§ Prompt: For the entries that follow, restate word for word the line containing "zero chunks, which", the line containing "let ledger = GuaranteesLedger::new(exhausted);", and every line that lies between them.

§ Data provided:
========

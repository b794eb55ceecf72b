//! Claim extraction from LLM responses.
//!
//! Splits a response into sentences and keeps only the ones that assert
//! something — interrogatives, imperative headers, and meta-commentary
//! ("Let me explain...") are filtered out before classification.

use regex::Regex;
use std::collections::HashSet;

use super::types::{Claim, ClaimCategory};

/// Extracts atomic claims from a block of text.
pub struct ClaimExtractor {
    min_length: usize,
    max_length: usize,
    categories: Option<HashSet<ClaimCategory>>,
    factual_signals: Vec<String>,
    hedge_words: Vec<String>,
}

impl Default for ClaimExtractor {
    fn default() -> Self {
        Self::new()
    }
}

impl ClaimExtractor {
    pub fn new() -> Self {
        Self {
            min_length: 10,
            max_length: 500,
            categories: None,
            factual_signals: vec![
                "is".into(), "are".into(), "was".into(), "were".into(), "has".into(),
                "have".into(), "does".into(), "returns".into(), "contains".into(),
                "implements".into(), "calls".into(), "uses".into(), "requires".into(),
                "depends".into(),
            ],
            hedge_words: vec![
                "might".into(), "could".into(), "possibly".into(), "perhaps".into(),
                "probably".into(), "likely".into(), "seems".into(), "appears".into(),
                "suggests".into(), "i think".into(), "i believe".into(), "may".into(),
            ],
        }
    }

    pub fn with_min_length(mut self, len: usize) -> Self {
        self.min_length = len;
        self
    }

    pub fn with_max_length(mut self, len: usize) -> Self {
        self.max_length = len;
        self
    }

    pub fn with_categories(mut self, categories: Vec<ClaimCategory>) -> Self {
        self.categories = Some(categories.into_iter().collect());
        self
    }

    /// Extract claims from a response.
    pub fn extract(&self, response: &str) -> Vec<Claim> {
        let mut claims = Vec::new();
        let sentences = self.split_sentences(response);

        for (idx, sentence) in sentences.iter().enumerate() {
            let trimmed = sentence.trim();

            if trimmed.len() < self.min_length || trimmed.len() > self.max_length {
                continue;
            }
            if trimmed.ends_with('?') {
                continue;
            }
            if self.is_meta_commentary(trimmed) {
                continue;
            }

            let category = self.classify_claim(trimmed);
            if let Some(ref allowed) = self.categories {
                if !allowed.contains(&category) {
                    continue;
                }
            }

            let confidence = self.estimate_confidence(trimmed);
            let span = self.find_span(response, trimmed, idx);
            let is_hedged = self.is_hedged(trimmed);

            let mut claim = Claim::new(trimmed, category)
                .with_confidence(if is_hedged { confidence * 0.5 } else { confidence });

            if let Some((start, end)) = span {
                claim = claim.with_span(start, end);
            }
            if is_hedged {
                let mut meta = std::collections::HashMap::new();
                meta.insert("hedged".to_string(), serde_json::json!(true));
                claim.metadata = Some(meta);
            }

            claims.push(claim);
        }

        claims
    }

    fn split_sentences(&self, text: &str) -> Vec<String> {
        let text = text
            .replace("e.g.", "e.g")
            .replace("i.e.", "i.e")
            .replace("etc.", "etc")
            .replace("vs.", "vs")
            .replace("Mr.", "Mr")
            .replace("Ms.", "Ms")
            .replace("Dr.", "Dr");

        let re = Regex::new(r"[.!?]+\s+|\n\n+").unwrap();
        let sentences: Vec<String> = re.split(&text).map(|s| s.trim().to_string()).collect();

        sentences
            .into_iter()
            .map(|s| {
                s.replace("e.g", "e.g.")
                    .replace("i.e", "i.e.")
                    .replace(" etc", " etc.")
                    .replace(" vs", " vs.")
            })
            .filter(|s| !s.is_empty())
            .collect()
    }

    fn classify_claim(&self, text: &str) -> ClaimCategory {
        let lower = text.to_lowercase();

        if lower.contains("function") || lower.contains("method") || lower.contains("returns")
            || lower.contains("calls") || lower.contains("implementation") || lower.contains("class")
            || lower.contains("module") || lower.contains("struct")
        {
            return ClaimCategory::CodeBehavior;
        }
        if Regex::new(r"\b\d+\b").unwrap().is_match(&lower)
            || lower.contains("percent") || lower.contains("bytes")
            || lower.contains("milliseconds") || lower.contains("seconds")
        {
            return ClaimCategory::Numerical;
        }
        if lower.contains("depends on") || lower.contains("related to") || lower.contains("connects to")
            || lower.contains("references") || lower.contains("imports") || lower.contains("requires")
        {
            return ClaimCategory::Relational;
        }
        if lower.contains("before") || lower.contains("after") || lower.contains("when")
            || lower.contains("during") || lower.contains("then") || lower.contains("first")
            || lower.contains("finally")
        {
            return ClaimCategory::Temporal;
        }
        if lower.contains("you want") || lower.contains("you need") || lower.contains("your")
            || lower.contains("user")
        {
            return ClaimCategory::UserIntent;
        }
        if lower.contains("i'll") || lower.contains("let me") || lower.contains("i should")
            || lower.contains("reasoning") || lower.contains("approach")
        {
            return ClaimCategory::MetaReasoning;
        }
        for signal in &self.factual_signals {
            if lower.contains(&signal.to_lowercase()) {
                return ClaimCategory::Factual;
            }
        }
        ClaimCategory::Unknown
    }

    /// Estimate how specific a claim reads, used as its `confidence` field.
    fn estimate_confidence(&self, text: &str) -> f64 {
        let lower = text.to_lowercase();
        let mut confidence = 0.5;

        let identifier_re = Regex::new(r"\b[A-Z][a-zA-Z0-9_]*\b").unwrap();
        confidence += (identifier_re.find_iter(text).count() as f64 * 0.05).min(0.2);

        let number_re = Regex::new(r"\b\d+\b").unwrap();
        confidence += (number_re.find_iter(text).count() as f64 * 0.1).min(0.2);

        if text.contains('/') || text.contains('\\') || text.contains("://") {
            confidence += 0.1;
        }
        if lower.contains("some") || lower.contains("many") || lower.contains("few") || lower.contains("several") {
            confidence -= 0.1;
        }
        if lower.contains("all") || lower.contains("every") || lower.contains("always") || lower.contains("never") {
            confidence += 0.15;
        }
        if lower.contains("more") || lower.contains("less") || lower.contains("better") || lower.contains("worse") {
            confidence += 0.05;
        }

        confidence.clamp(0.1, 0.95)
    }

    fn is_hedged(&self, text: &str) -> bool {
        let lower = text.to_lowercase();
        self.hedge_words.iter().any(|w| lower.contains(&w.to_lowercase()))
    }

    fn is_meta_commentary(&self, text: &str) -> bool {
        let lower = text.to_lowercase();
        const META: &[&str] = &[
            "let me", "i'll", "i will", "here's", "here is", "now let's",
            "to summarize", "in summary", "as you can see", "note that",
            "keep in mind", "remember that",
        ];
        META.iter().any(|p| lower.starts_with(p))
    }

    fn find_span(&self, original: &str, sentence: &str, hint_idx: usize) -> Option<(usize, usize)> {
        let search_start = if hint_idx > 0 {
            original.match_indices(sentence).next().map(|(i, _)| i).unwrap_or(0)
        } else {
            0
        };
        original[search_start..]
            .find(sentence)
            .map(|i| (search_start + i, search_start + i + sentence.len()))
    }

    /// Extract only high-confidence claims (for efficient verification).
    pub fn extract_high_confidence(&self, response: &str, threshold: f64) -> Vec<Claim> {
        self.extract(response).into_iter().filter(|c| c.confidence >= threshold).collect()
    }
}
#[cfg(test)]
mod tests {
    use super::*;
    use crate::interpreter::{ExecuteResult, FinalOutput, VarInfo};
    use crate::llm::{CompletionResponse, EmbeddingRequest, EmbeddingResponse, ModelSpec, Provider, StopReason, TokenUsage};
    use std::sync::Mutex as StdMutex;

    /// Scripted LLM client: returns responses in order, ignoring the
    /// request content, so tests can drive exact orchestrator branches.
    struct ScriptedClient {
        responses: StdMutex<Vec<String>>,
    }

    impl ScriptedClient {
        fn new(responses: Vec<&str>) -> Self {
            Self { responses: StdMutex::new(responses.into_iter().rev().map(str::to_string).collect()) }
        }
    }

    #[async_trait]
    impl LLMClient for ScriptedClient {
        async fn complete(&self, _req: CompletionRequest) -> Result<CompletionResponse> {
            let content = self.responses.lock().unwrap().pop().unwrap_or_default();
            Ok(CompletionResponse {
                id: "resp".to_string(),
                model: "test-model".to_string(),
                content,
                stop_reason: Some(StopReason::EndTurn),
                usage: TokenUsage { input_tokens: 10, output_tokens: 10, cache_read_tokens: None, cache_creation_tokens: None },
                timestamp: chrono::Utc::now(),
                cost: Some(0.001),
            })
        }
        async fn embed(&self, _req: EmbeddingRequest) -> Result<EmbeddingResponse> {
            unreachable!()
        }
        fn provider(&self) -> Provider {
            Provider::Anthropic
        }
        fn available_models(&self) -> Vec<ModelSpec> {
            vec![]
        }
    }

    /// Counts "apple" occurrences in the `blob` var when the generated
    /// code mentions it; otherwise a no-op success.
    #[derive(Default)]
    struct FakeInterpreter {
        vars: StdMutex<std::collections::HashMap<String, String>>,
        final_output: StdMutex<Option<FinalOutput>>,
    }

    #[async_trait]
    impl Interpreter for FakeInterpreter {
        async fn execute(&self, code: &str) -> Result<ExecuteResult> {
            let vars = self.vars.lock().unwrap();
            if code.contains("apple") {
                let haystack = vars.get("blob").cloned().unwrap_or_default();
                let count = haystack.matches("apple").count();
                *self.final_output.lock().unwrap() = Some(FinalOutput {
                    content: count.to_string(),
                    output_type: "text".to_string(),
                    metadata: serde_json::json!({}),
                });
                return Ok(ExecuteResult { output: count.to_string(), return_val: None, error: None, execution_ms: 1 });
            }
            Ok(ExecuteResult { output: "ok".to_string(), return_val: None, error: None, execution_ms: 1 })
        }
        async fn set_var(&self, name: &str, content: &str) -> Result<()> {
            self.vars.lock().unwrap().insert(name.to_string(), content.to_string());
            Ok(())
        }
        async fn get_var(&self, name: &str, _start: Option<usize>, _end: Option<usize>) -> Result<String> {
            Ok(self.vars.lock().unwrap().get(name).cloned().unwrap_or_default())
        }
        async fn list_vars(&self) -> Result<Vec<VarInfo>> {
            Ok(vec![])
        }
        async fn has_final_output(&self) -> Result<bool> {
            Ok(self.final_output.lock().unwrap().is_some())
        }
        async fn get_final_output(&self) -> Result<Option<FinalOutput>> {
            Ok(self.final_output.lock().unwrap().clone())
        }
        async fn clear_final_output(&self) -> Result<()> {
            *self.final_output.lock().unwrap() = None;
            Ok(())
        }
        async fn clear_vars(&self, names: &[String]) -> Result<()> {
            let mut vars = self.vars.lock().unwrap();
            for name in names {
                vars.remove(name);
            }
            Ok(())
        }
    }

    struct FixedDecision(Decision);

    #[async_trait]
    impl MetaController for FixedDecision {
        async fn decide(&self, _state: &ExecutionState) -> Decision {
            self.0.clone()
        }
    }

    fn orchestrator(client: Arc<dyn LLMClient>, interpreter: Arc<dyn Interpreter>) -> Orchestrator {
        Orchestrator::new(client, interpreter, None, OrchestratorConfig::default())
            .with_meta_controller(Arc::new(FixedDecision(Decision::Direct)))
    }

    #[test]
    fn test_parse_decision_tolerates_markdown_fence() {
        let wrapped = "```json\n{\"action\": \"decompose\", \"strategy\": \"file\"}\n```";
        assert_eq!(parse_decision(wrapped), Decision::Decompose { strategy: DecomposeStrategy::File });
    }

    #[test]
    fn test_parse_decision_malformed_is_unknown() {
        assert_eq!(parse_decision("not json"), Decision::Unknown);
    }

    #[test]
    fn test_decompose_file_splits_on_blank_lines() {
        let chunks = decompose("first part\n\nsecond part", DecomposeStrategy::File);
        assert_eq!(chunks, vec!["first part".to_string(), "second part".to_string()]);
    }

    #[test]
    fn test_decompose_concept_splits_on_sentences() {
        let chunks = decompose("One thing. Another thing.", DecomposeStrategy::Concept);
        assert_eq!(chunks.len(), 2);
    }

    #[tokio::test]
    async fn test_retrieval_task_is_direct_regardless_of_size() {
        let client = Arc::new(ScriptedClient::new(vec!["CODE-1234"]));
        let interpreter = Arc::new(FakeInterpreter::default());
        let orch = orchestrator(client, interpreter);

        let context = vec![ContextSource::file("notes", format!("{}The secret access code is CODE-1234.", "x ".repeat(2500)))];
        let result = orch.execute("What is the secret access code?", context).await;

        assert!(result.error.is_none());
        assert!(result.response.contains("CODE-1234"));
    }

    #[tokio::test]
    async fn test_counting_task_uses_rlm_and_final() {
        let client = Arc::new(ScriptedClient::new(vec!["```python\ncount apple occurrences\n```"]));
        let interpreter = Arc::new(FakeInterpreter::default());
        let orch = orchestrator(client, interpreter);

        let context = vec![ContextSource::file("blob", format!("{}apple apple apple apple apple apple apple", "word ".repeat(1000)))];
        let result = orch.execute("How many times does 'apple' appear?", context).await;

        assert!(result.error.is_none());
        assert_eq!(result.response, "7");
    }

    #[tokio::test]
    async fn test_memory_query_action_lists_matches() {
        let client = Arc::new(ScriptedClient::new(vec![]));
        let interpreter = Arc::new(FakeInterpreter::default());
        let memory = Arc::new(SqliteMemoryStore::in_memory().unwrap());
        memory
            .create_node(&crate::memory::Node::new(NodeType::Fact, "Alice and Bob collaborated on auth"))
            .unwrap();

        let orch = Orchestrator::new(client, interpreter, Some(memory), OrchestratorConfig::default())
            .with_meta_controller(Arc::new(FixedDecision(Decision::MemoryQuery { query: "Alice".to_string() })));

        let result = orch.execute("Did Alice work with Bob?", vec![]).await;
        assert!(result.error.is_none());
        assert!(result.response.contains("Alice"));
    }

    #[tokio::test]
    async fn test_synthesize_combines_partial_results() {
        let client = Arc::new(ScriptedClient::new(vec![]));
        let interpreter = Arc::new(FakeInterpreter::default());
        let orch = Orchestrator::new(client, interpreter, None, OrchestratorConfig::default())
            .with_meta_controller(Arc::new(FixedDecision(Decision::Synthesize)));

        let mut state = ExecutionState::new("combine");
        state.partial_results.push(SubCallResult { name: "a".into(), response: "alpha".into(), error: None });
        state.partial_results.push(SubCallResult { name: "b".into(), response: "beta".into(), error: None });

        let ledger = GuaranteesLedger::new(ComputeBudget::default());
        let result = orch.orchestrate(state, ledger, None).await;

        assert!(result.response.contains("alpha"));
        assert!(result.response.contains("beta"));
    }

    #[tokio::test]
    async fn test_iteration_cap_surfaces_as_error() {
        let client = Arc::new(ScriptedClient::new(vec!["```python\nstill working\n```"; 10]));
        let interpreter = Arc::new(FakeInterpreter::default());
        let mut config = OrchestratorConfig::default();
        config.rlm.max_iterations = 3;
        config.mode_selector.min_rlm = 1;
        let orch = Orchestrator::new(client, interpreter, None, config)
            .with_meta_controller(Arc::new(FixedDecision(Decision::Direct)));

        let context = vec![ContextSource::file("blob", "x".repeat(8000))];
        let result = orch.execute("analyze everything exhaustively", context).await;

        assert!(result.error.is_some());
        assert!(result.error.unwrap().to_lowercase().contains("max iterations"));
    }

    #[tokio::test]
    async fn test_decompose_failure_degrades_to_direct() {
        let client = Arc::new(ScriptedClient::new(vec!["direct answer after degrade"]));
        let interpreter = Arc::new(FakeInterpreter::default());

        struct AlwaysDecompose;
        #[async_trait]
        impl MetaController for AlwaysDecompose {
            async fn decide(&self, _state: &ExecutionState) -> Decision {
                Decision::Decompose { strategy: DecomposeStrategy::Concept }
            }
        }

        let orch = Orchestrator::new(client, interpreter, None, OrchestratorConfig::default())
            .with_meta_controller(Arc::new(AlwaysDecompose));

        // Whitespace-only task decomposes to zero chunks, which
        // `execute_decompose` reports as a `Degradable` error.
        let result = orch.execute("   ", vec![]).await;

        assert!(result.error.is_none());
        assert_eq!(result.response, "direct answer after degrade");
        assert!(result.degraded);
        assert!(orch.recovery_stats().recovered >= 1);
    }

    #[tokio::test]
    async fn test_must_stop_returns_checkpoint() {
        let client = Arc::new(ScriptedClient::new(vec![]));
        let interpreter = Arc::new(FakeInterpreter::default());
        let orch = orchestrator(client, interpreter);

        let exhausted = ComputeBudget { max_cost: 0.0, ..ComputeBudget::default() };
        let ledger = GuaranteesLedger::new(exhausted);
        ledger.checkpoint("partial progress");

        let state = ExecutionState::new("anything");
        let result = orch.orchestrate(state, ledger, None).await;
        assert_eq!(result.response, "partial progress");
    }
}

========

§ The completed task:
        // Whitespace-only task decomposes to zero chunks, which
        // `execute_decompose` reports as a `Degradable` error.
        let result = orch.execute("   ", vec![]).await;

        assert!(result.error.is_none());
        assert_eq!(result.response, "direct answer after degrade");
        assert!(result.degraded);
        assert!(orch.recovery_stats().recovered >= 1);
    }

    #[tokio::test]
    async fn test_must_stop_returns_checkpoint() {
        let client = Arc::new(ScriptedClient::new(vec![]));
        let interpreter = Arc::new(FakeInterpreter::default());
        let orch = orchestrator(client, interpreter);

        let exhausted = ComputeBudget { max_cost: 0.0, ..ComputeBudget::default() };
        let ledger = GuaranteesLedger::new(exhausted);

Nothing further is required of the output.